In past years Samsung has showcased products including wearable, directional speakers, AR and VR devices, and hard to categorize gadgets like TipTalk (now known as Sgnl), a watch that uses bone conduction to turn your finger into a Bluetooth headset for your phone.
Some gadgets that start out as C-Labs projects eventually lead to spin-off companies. Others… don’t.
This year’s lineup include a couple of intriguing software and hardware solutions — although most of them appear rather niche and/or gimmicky.
For example, SelfieType looks pretty cool at first glance, but I suspect it won’t actually be all that useful in real life.
Here’s the pitch — it’s a virtual keyboard that uses the front-facing camera on your smartphone to track the movements of your fingers as you “type” by tapping an imaginary keyboard on a table or other flat surface in front of your phone.
As someone who can type 3-4 times faster on a laptop keyboard than I can with an on-screen smartphone keyboard, I want to like this idea. But the truth is that it’s not all that different from gadgets which use a projector to display a virtual keyboard on a table and track your finger movements — and those gadgets have been around for years. They’re not great to actually use, and it’s a product category that’s never really taken off.
It’s neat that SelfieType manages something similar using gear you probably already have (a smartphone with a front-facing camera). But you don’t get the keyboard projection, which makes this even tougher to use — there’s no good way to know if your fingers are in the right position until typos appear on the screen.
I want to like this idea, but I’m skeptical.
The Hyler project seems a little more viable… if not all that original. It’s a highlighter with digital scanning technology baked in.
Use the highlighter pen to mark up words on a written page, and Hyler will scan the words at the same time and sync them with an app so you can view your highlighted text even when the book isn’t around (or just when you want to see the highlights all in one place).
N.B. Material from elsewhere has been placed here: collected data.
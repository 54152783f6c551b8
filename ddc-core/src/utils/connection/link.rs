//! Network Join Module
//!
//! Tracks station join progress as an explicit state machine. Events reported
//! by the network collaborator (join started, link lost, address acquired)
//! drive the transitions; each transition yields the action the caller should
//! take next. Reconnects after a link loss are bounded by a retry limit that
//! resets whenever an address is acquired.

use embassy_net::{Ipv4Cidr, Stack};
use embassy_time::{Duration, Timer};

/// Reconnect attempts allowed after a link loss before giving up.
pub const DEFAULT_MAX_RETRIES: u8 = 5;

/// How often `wait_for_network` samples the stack.
const POLL_INTERVAL: Duration = Duration::from_millis(500);

#[derive(Debug, Clone, Copy, PartialEq, Eq)]
pub enum LinkState {
    Idle,
    Connecting,
    Retrying { attempt: u8 },
    Connected,
    Failed,
}

#[derive(Debug, Clone, Copy, PartialEq, Eq)]
pub enum LinkEvent {
    /// The interface came up and a join can begin.
    Started,
    /// The link to the access point dropped.
    Disconnected,
    /// An IPv4 address was assigned.
    GotIp,
}

#[derive(Debug, Clone, Copy, PartialEq, Eq)]
pub enum LinkAction {
    /// (Re)issue a connect to the access point.
    Connect,
    /// Connectivity established; start serving.
    Ready,
    /// Retry budget exhausted.
    GiveUp,
    /// Nothing to do for this event in the current state.
    Ignore,
}

#[derive(Debug, Clone, Copy, PartialEq, Eq)]
pub enum LinkError {
    RetriesExhausted,
}

pub struct NetworkJoin {
    state: LinkState,
    max_retries: u8,
}

impl Default for NetworkJoin {
    fn default() -> Self {
        Self::new(DEFAULT_MAX_RETRIES)
    }
}

impl NetworkJoin {
    pub const fn new(max_retries: u8) -> Self {
        Self {
            state: LinkState::Idle,
            max_retries,
        }
    }

    pub const fn state(&self) -> LinkState {
        self.state
    }

    pub fn is_connected(&self) -> bool {
        self.state == LinkState::Connected
    }

    /// Apply `event` and return the action it calls for.
    pub fn handle(
        &mut self,
        event: LinkEvent,
    ) -> LinkAction {
        use LinkEvent as E;
        use LinkState as S;

        let (next, action) = match (self.state, event) {
            (S::Idle, E::Started) => {
                tracing::info!("starting network join");
                (S::Connecting, LinkAction::Connect)
            }
            (S::Connecting | S::Retrying { .. } | S::Connected, E::Disconnected) => {
                let attempt = match self.state {
                    S::Retrying { attempt } => attempt,
                    _ => 0,
                };
                if attempt < self.max_retries {
                    let attempt = attempt + 1;
                    tracing::warn!(attempt, max = self.max_retries, "reconnecting");
                    (S::Retrying { attempt }, LinkAction::Connect)
                } else {
                    tracing::error!(max = self.max_retries, "network join failed");
                    (S::Failed, LinkAction::GiveUp)
                }
            }
            (S::Connected, E::GotIp) => (S::Connected, LinkAction::Ignore),
            (_, E::GotIp) => (S::Connected, LinkAction::Ready),
            (state, _) => (state, LinkAction::Ignore),
        };

        self.state = next;
        action
    }
}

/// Block until `stack` has an IPv4 address, feeding observed link changes
/// into `join`.
///
/// Returns the assigned address, or an error once the retry budget is spent.
/// The embassy-net runner and the link driver rejoin on their own, so a
/// [`LinkAction::Connect`] here only counts the attempt against the budget.
pub async fn wait_for_network(
    stack: Stack<'_>,
    join: &mut NetworkJoin,
) -> Result<Ipv4Cidr, LinkError> {
    join.handle(LinkEvent::Started);
    let mut link_was_up = false;

    tracing::info!("Waiting to get IP address...");
    loop {
        let link_up = stack.is_link_up();
        if link_was_up && !link_up && join.handle(LinkEvent::Disconnected) == LinkAction::GiveUp {
            return Err(LinkError::RetriesExhausted);
        }
        link_was_up = link_up;

        if let Some(config) = stack.config_v4() {
            join.handle(LinkEvent::GotIp);
            tracing::info!("Got IP: {}", config.address);
            return Ok(config.address);
        }
        Timer::after(POLL_INTERVAL).await;
    }
}

#[cfg(test)]
mod tests {
    use super::*;

    #[test]
    fn test_join_happy_path() {
        let mut join = NetworkJoin::default();
        assert_eq!(join.state(), LinkState::Idle);
        assert_eq!(join.handle(LinkEvent::Started), LinkAction::Connect);
        assert_eq!(join.state(), LinkState::Connecting);
        assert_eq!(join.handle(LinkEvent::GotIp), LinkAction::Ready);
        assert!(join.is_connected());
        assert_eq!(join.handle(LinkEvent::GotIp), LinkAction::Ignore);
    }

    #[test]
    fn test_retries_are_bounded() {
        let mut join = NetworkJoin::new(2);
        join.handle(LinkEvent::Started);

        assert_eq!(join.handle(LinkEvent::Disconnected), LinkAction::Connect);
        assert_eq!(join.state(), LinkState::Retrying { attempt: 1 });
        assert_eq!(join.handle(LinkEvent::Disconnected), LinkAction::Connect);
        assert_eq!(join.state(), LinkState::Retrying { attempt: 2 });
        assert_eq!(join.handle(LinkEvent::Disconnected), LinkAction::GiveUp);
        assert_eq!(join.state(), LinkState::Failed);
        assert_eq!(join.handle(LinkEvent::Disconnected), LinkAction::Ignore);
        assert_eq!(join.state(), LinkState::Failed);
    }

    #[test]
    fn test_address_resets_retry_budget() {
        let mut join = NetworkJoin::new(1);
        join.handle(LinkEvent::Started);
        join.handle(LinkEvent::Disconnected);
        assert_eq!(join.handle(LinkEvent::GotIp), LinkAction::Ready);

        assert_eq!(join.handle(LinkEvent::Disconnected), LinkAction::Connect);
        assert_eq!(join.state(), LinkState::Retrying { attempt: 1 });
    }

    #[test]
    fn test_started_is_ignored_once_joining() {
        let mut join = NetworkJoin::default();
        join.handle(LinkEvent::Started);
        assert_eq!(join.handle(LinkEvent::Started), LinkAction::Ignore);
        assert_eq!(join.state(), LinkState::Connecting);
    }

    #[test]
    fn test_late_address_recovers_failed_join() {
        let mut join = NetworkJoin::new(0);
        join.handle(LinkEvent::Started);
        assert_eq!(join.handle(LinkEvent::Disconnected), LinkAction::GiveUp);
        assert_eq!(join.handle(LinkEvent::GotIp), LinkAction::Ready);
        assert!(join.is_connected());
    }
}
//! PCA9685 backend for the H-bridge PWM outputs.
//!
//! The four drive channels sit on an I2C-attached PCA9685. Duty values are
//! staged in memory and written to the chip on commit, scaled from the
//! 8-bit speed range to the chip's 12-bit counter. Zero and full duty use the
//! chip's full-off and full-on bits so the output never glitches.

use core::cell::RefCell;

use embedded_hal::i2c::I2c;
use embedded_hal_bus::i2c::RefCellDevice;
use pwm_pca9685::{Address as PwmAddress, Channel, Error as PwmError, Pca9685};

use super::motor::{DutyOutput, PwmChannel};

/// Default I2C address of the PWM expander.
pub const DEFAULT_ADDRESS: u8 = 0x40;

/// Prescale for ~1 kHz output from the 25 MHz internal oscillator.
pub const PRESCALE_1KHZ: u8 = 5;

/// Full-scale value of the PCA9685 counter.
const MAX_COUNT: u16 = 4095;

/// Errors that can occur when talking to the PWM expander.
#[derive(Debug)]
pub enum DeviceError<E: core::fmt::Debug> {
    PwmError(PwmError<E>),
}

/// Scale an 8-bit duty to the 12-bit PCA9685 off-count.
pub const fn duty_to_count(duty: u8) -> u16 {
    (duty as u32 * MAX_COUNT as u32 / u8::MAX as u32) as u16
}

/// H-bridge outputs driven through a PCA9685 on a shared I2C bus.
pub struct Pca9685Pwm<'a, I2C: 'static> {
    pwm: Pca9685<RefCellDevice<'a, I2C>>,
    channels: [Channel; 4],
    staged: [u8; 4],
}

impl<'a, I2C, E> Pca9685Pwm<'a, I2C>
where
    I2C: I2c<Error = E> + 'static,
    E: core::fmt::Debug,
{
    /// Attach to the expander at `address`, mapping the drive channels to C0..C3.
    pub fn new(
        i2c_bus: &'a RefCell<I2C>,
        address: u8,
    ) -> Result<Self, DeviceError<E>> {
        let pwm = Pca9685::new(RefCellDevice::new(i2c_bus), PwmAddress::from(address))
            .map_err(DeviceError::PwmError)?;

        Ok(Self {
            pwm,
            channels: [Channel::C0, Channel::C1, Channel::C2, Channel::C3],
            staged: [0; 4],
        })
    }

    /// Enable the oscillator and set the output frequency to ~1 kHz.
    pub fn configure(&mut self) -> Result<(), DeviceError<E>> {
        self.pwm.enable().map_err(DeviceError::PwmError)?;
        tracing::info!("PWM enabled");
        self.pwm
            .set_prescale(PRESCALE_1KHZ)
            .map_err(DeviceError::PwmError)?;
        tracing::info!(prescale = PRESCALE_1KHZ, "PWM prescale set to 1kHz");
        Ok(())
    }
}

impl<'a, I2C, E> DutyOutput for Pca9685Pwm<'a, I2C>
where
    I2C: I2c<Error = E> + 'static,
    E: core::fmt::Debug,
{
    type Error = DeviceError<E>;

    fn set_duty(
        &mut self,
        channel: PwmChannel,
        duty: u8,
    ) -> Result<(), Self::Error> {
        self.staged[channel.index()] = duty;
        Ok(())
    }

    fn commit(
        &mut self,
        channel: PwmChannel,
    ) -> Result<(), Self::Error> {
        let output = self.channels[channel.index()];
        let written = match self.staged[channel.index()] {
            0 => self.pwm.set_channel_full_off(output),
            u8::MAX => {
                // full-off wins over full-on, so clear it after setting full-on
                self.pwm
                    .set_channel_full_on(output, 0)
                    .and_then(|()| self.pwm.set_channel_off(output, 0))
            }
            duty => self.pwm.set_channel_on_off(output, 0, duty_to_count(duty)),
        };
        written.map_err(DeviceError::PwmError)
    }
}

#[cfg(test)]
mod tests {
    use super::*;

    #[test]
    fn test_duty_scaling_endpoints() {
        assert_eq!(duty_to_count(0), 0);
        assert_eq!(duty_to_count(255), 4095);
        assert_eq!(duty_to_count(200), 3211);
    }

    #[test]
    fn test_duty_scaling_is_monotonic() {
        let mut last = 0;
        for duty in 0..=u8::MAX {
            let count = duty_to_count(duty);
            assert!(count >= last);
            assert!(count <= MAX_COUNT);
            last = count;
        }
    }
}
//! Math utilities for the differential-drive car.
//!
//! This module bounds signed speed requests to the range the PWM outputs accept.

pub mod speed;
//! Speed bounds for the drive motors.
//!
//! Speeds are signed: positive drives a side forward, negative backward. The
//! magnitude is used directly as an 8-bit PWM duty value.

/// Largest speed magnitude accepted by the PWM outputs (8-bit duty).
pub const MAX_SPEED: i32 = 255;

/// Restrict `speed` to `[-MAX_SPEED, MAX_SPEED]`.
pub const fn clamp_speed(speed: i32) -> i32 {
    if speed > MAX_SPEED {
        MAX_SPEED
    } else if speed < -MAX_SPEED {
        -MAX_SPEED
    } else {
        speed
    }
}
There are plenty of “pen scanners” already on the market. Hyler looks a little different than most, in that it’s also a physical highlighter, but that’s about it.
Other new C-Lab projects Samsung plans to show off at CES include:
- Ultra V: “A new type of sensor and service that records ultraviolet rays daily” for use in wearables or other health-related devices
- SunnySide: “A window-shaped lighting device that produces artificial sunlight.”
- Becon: “A scal home-care service to prevent hair loss with the recommended solution based on scalp analysis “which includes a “hand-held device and a compatible app.”